╭──

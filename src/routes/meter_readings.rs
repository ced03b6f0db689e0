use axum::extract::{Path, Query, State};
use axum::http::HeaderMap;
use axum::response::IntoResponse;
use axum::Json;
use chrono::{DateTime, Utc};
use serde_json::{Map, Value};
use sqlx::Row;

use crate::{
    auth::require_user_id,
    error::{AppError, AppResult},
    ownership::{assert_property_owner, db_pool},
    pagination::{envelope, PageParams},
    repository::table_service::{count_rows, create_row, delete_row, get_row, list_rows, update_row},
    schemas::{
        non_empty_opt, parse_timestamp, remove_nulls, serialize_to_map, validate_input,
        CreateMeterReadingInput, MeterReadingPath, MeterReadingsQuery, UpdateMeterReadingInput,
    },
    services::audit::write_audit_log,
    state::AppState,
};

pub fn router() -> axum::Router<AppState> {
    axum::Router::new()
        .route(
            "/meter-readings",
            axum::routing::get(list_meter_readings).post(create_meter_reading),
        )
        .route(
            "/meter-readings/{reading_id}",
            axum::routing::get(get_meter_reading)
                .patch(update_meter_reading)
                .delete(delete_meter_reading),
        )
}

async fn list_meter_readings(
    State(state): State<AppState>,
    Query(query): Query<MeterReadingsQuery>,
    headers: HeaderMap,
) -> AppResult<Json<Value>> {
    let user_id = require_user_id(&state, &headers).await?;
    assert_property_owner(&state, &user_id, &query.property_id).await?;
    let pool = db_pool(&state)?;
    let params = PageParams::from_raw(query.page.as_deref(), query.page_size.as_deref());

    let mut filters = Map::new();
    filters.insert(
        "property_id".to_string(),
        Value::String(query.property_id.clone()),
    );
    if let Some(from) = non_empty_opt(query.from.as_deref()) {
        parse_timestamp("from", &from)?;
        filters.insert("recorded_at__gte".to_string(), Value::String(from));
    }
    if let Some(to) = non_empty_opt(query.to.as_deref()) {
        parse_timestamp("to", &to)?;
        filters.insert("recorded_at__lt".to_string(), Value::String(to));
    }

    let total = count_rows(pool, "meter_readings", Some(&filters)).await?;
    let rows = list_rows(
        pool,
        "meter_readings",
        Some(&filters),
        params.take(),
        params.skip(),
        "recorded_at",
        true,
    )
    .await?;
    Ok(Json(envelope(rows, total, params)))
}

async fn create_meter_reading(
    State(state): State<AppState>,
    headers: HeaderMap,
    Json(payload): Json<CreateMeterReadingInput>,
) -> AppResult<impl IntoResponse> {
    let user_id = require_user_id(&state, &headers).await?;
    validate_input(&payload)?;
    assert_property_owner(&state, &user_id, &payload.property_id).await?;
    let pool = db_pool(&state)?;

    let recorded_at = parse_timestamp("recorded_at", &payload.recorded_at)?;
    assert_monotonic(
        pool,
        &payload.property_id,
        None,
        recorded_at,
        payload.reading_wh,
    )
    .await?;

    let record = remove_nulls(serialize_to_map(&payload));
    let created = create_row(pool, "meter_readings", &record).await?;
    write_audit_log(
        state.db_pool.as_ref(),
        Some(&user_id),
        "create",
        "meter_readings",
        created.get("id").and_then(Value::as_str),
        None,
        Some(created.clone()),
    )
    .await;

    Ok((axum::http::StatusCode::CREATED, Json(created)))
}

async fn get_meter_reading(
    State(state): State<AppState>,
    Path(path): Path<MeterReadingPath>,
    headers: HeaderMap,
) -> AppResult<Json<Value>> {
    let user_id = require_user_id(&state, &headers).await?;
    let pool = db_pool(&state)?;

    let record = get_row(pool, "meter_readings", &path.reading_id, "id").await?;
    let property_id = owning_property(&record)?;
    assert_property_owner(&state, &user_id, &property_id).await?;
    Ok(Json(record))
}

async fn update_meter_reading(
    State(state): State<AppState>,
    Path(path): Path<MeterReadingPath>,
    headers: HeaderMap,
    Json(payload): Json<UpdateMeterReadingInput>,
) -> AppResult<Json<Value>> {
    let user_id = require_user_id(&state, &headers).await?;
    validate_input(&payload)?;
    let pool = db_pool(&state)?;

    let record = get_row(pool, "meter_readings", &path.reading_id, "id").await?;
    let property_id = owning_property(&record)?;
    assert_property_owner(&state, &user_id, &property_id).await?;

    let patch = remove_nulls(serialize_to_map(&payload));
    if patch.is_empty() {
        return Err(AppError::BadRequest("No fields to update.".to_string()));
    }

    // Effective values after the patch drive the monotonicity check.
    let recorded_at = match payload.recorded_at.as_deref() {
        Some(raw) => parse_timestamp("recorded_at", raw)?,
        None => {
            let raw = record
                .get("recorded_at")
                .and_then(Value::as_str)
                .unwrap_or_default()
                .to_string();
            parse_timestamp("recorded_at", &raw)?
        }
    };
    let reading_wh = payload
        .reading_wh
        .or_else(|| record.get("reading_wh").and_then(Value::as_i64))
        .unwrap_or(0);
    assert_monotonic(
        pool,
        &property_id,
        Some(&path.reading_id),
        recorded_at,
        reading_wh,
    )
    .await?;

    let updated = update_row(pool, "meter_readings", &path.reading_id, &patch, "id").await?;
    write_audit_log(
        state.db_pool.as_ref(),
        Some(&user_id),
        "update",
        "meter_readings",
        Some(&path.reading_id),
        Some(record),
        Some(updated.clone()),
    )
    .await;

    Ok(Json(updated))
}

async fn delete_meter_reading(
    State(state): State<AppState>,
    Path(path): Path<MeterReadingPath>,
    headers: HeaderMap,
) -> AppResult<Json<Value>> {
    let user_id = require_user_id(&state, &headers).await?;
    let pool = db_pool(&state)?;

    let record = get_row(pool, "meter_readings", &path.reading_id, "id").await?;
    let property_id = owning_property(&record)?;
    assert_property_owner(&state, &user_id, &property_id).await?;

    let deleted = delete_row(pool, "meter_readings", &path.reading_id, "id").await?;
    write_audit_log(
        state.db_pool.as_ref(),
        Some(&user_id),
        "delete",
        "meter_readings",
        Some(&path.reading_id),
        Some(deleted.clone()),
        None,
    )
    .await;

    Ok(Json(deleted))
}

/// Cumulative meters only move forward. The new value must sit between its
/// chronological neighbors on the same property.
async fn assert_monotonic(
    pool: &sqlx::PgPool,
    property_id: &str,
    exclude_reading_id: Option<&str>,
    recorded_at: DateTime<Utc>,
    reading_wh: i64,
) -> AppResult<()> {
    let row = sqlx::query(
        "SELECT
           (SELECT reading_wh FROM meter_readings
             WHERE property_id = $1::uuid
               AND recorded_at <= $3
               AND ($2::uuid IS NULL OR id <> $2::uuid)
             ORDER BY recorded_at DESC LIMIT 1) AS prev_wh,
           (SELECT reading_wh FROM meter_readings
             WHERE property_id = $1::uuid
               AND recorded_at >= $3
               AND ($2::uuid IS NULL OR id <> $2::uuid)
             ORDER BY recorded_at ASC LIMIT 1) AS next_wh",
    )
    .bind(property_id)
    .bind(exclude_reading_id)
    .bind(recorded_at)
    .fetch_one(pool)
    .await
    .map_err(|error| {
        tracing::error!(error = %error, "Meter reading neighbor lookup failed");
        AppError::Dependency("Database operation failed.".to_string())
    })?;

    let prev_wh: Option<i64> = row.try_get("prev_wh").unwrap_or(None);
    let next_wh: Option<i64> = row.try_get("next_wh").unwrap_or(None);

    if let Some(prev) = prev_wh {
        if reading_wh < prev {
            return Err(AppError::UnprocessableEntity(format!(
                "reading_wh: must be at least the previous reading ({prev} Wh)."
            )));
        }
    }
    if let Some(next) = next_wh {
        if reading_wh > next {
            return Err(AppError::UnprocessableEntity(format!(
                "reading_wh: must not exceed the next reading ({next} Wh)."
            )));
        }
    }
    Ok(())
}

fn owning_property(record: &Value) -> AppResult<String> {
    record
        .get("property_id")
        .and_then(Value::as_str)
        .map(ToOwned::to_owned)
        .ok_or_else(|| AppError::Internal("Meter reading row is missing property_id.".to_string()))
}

╰──

- [Task prompt]
Filter the listing above, keeping only the lines with "routing".

- [Reply to the exercise]
            axum::routing::get(list_meter_readings).post(create_meter_reading),
            axum::routing::get(get_meter_reading)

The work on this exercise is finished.